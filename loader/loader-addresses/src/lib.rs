//! # Virtual Address and Page Types
//!
//! Strongly typed wrappers for the raw addresses and page bases the loader
//! juggles while servicing faults.
//!
//! ## Overview
//!
//! | Type | Description |
//! |------|-------------|
//! | [`VirtualAddress`] | A raw virtual address in the loader's (and the guest's) address space. |
//! | [`VirtualPage`] | The page-aligned base of a page, together with its [`PageSize`]. |
//! | [`PageSize`] | A power-of-two page granularity, usually queried from the OS at startup. |
//!
//! Unlike a kernel, a user-space loader does not get to pick its page size:
//! the platform decides. [`PageSize`] is therefore a runtime value rather
//! than a marker type, and every page computation takes it explicitly.
//!
//! ## Typical Usage
//!
//! ```rust
//! # use loader_addresses::*;
//! let page_size = PageSize::SIZE_4K;
//! let va = VirtualAddress::new(0x1_2345);
//!
//! let page = va.page(page_size);
//! assert_eq!(page.base().as_u64(), 0x1_2000);
//! assert_eq!(va.offset(page_size), 0x345);
//! assert!(page.contains(va));
//! ```

#![cfg_attr(not(any(test, doctest)), no_std)]

mod page_size;
mod virtual_address;
mod virtual_page;

pub use page_size::PageSize;
pub use virtual_address::VirtualAddress;
pub use virtual_page::VirtualPage;
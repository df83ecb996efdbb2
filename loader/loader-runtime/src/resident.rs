//! # Resident Pages

use crate::fault::MapFailure;
use loader_addresses::VirtualPage;

/// Pages mapped so far, in fault order.
///
/// Capacity is reserved up front so that recording a page from inside the
/// signal handler never allocates.
#[derive(Debug, Default)]
pub struct ResidentPages {
    pages: Vec<VirtualPage>,
}

impl ResidentPages {
    #[must_use]
    pub fn with_capacity(capacity: usize) -> Self {
        Self {
            pages: Vec::with_capacity(capacity),
        }
    }

    #[must_use]
    pub fn contains(&self, page: VirtualPage) -> bool {
        self.pages.contains(&page)
    }

    /// Record `page`; fails instead of growing once the reservation is used up.
    pub fn insert(&mut self, page: VirtualPage) -> Result<(), MapFailure> {
        if self.pages.len() == self.pages.capacity() {
            return Err(MapFailure::ResidentSetFull);
        }
        self.pages.push(page);
        Ok(())
    }

    /// Whether another page can be recorded without allocating.
    #[must_use]
    pub fn has_room(&self) -> bool {
        self.pages.len() < self.pages.capacity()
    }

    pub fn drain(&mut self) -> impl Iterator<Item = VirtualPage> + '_ {
        self.pages.drain(..)
    }
}

#[cfg(test)]
mod tests {
    use super::*;
    use loader_addresses::{PageSize, VirtualAddress};

    fn page(addr: u64) -> VirtualPage {
        VirtualAddress::new(addr).page(PageSize::SIZE_4K)
    }

    #[test]
    fn insert_within_capacity() {
        let mut set = ResidentPages::with_capacity(2);
        set.insert(page(0x1000)).unwrap();
        assert!(set.contains(page(0x1FFF)));
        assert!(!set.contains(page(0x2000)));
        set.insert(page(0x2000)).unwrap();
        assert_eq!(set.pages.len(), 2);
    }

    #[test]
    fn refuses_to_grow() {
        let mut set = ResidentPages::with_capacity(1);
        let cap = set.pages.capacity();
        for i in 0..cap {
            set.insert(page(0x1000 * (i as u64 + 1))).unwrap();
        }
        assert!(!set.has_room());
        assert_eq!(
            set.insert(page(0xFFFF_0000)),
            Err(MapFailure::ResidentSetFull)
        );
    }

    #[test]
    fn drain_empties() {
        let mut set = ResidentPages::with_capacity(4);
        set.insert(page(0x1000)).unwrap();
        set.insert(page(0x5000)).unwrap();
        let drained: Vec<_> = set.drain().collect();
        assert_eq!(drained, vec![page(0x1000), page(0x5000)]);
        assert!(set.pages.is_empty());
        assert!(set.has_room());
    }
}
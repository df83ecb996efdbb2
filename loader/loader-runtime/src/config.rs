//! # Loader Configuration
//!
//! What to do after a fault and how to charge fragmentation. Both parse from
//! the spellings the command line uses.

use core::fmt;
use core::str::FromStr;

/// What the controller does after the interceptor has serviced a fault.
#[derive(Debug, Clone, Copy, PartialEq, Eq, Default)]
pub enum RunMode {
    /// Stop after the first serviced fault. Measures the cost of one fault.
    SingleShot,
    /// Call the entry point again after every serviced fault until it
    /// returns. Each replay restarts the guest from its entry point.
    #[default]
    Replay,
}

/// How internal fragmentation is charged on each fault.
#[derive(Debug, Clone, Copy, PartialEq, Eq, Default)]
pub enum FragmentationModel {
    /// Charge the unused bytes of the page holding the segment's end, once:
    /// `page_end - (vaddr + memsz)`.
    #[default]
    TailPage,
    /// Charge `page_size - memsz` on every fault into a segment smaller than
    /// one page.
    PerFault,
}

#[derive(Debug, Clone, Copy, PartialEq, Eq, Default)]
pub struct LoaderConfig {
    pub mode: RunMode,
    pub fragmentation: FragmentationModel,
}

impl LoaderConfig {
    #[must_use]
    pub const fn with_mode(mut self, mode: RunMode) -> Self {
        self.mode = mode;
        self
    }

    #[must_use]
    pub const fn with_fragmentation(mut self, fragmentation: FragmentationModel) -> Self {
        self.fragmentation = fragmentation;
        self
    }
}

#[derive(Debug, Clone, PartialEq, Eq, thiserror::Error)]
#[error("invalid {kind} `{value}` (expected one of: {expected})")]
pub struct ParseConfigError {
    pub kind: &'static str,
    pub value: String,
    pub expected: &'static str,
}

impl RunMode {
    const NAMES: &'static str = "replay, single-shot";

    #[must_use]
    pub const fn as_str(self) -> &'static str {
        match self {
            Self::SingleShot => "single-shot",
            Self::Replay => "replay",
        }
    }
}

impl FragmentationModel {
    const NAMES: &'static str = "tail-page, per-fault";

    #[must_use]
    pub const fn as_str(self) -> &'static str {
        match self {
            Self::TailPage => "tail-page",
            Self::PerFault => "per-fault",
        }
    }
}

impl FromStr for RunMode {
    type Err = ParseConfigError;

    fn from_str(s: &str) -> Result<Self, Self::Err> {
        match s {
            "replay" => Ok(Self::Replay),
            "single-shot" | "single" => Ok(Self::SingleShot),
            _ => Err(ParseConfigError {
                kind: "run mode",
                value: s.to_owned(),
                expected: Self::NAMES,
            }),
        }
    }
}

impl FromStr for FragmentationModel {
    type Err = ParseConfigError;

    fn from_str(s: &str) -> Result<Self, Self::Err> {
        match s {
            "tail-page" => Ok(Self::TailPage),
            "per-fault" => Ok(Self::PerFault),
            _ => Err(ParseConfigError {
                kind: "fragmentation model",
                value: s.to_owned(),
                expected: Self::NAMES,
            }),
        }
    }
}

impl fmt::Display for RunMode {
    fn fmt(&self, f: &mut fmt::Formatter<'_>) -> fmt::Result {
        f.write_str(self.as_str())
    }
}

impl fmt::Display for FragmentationModel {
    fn fmt(&self, f: &mut fmt::Formatter<'_>) -> fmt::Result {
        f.write_str(self.as_str())
    }
}
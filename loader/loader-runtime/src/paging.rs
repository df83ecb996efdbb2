//! # Page Materialization Plans
//!
//! Decides, for one faulting address, which page to map and where its bytes
//! come from. Kept free of side effects so the arithmetic can be tested
//! without touching the address space.

use loader_addresses::{PageSize, VirtualAddress, VirtualPage};
use loader_elf::Segment;

/// Where the bytes of a page come from.
#[derive(Debug, Clone, Copy, PartialEq, Eq)]
pub enum Backing {
    /// Private mapping of the image file at this (page-aligned) offset.
    File { offset: u64 },
    /// Zero-filled anonymous memory; the page holds only `memsz - filesz` tail.
    Anonymous,
}

#[derive(Debug, Clone, Copy, PartialEq, Eq)]
pub struct PagePlan {
    pub page: VirtualPage,
    pub backing: Backing,
}

/// In-page byte range `[from, to)` that must read as zero after mapping.
#[derive(Debug, Clone, Copy, PartialEq, Eq)]
pub struct ZeroFill {
    pub from: u64,
    pub to: u64,
}

#[derive(Debug, Clone, Copy, PartialEq, Eq, thiserror::Error)]
pub enum PlanError {
    #[error("page {page} would start before the beginning of the file")]
    OffsetUnderflow { page: VirtualAddress },
    #[error("file offset {offset:#x} for page {page} is not page aligned")]
    Misaligned { page: VirtualAddress, offset: u64 },
}

/// Plan the page that services a fault at `address` inside `segment`.
///
/// The byte at the page start corresponds to file offset
/// `segment.offset + (page_start - segment.vaddr)`. That offset has to be
/// page aligned, which holds whenever `vaddr ≡ offset (mod page size)` as
/// the ELF format requires for loadable segments.
pub fn plan_page(
    segment: &Segment,
    address: VirtualAddress,
    page_size: PageSize,
) -> Result<PagePlan, PlanError> {
    let page = address.page(page_size);
    let start = page.base().as_u64();
    let end = start.saturating_add(page_size.as_u64());

    let file_start = segment.vaddr.as_u64();
    let file_end = segment.file_end().as_u64();

    if segment.filesz == 0 || end <= file_start || start >= file_end {
        return Ok(PagePlan {
            page,
            backing: Backing::Anonymous,
        });
    }

    let offset = if start >= file_start {
        segment.offset.checked_add(start - file_start)
    } else {
        segment.offset.checked_sub(file_start - start)
    }
    .ok_or(PlanError::OffsetUnderflow { page: page.base() })?;

    if !page_size.is_aligned(offset) {
        return Err(PlanError::Misaligned {
            page: page.base(),
            offset,
        });
    }

    Ok(PagePlan {
        page,
        backing: Backing::File { offset },
    })
}

/// The part of `segment`'s zero-filled tail `[vaddr + filesz, vaddr + memsz)`
/// that falls inside `page`, if any.
///
/// Bytes of the page outside that range are left alone: they may belong to
/// another segment sharing the page.
#[must_use]
pub fn zero_fill(segment: &Segment, page: VirtualPage) -> Option<ZeroFill> {
    let start = page.base().as_u64();
    let end = start.saturating_add(page.size().as_u64());
    let from = segment.file_end().as_u64().max(start);
    let to = segment.end().as_u64().min(end);
    (from < to).then(|| ZeroFill {
        from: from - start,
        to: to - start,
    })
}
====================
_Exercise prompt:_ Output only the lines from the top of the entries through the one holding "address space. |", copied exactly.

_Solution to the problem:_
filename loader/loader-addresses/src/lib.rs
//! # Virtual Address and Page Types
//!
//! Strongly typed wrappers for the raw addresses and page bases the loader
//! juggles while servicing faults.
//!
//! ## Overview
//!
//! | Type | Description |
//! |------|-------------|
//! | [`VirtualAddress`] | A raw virtual address in the loader's (and the guest's) address space. |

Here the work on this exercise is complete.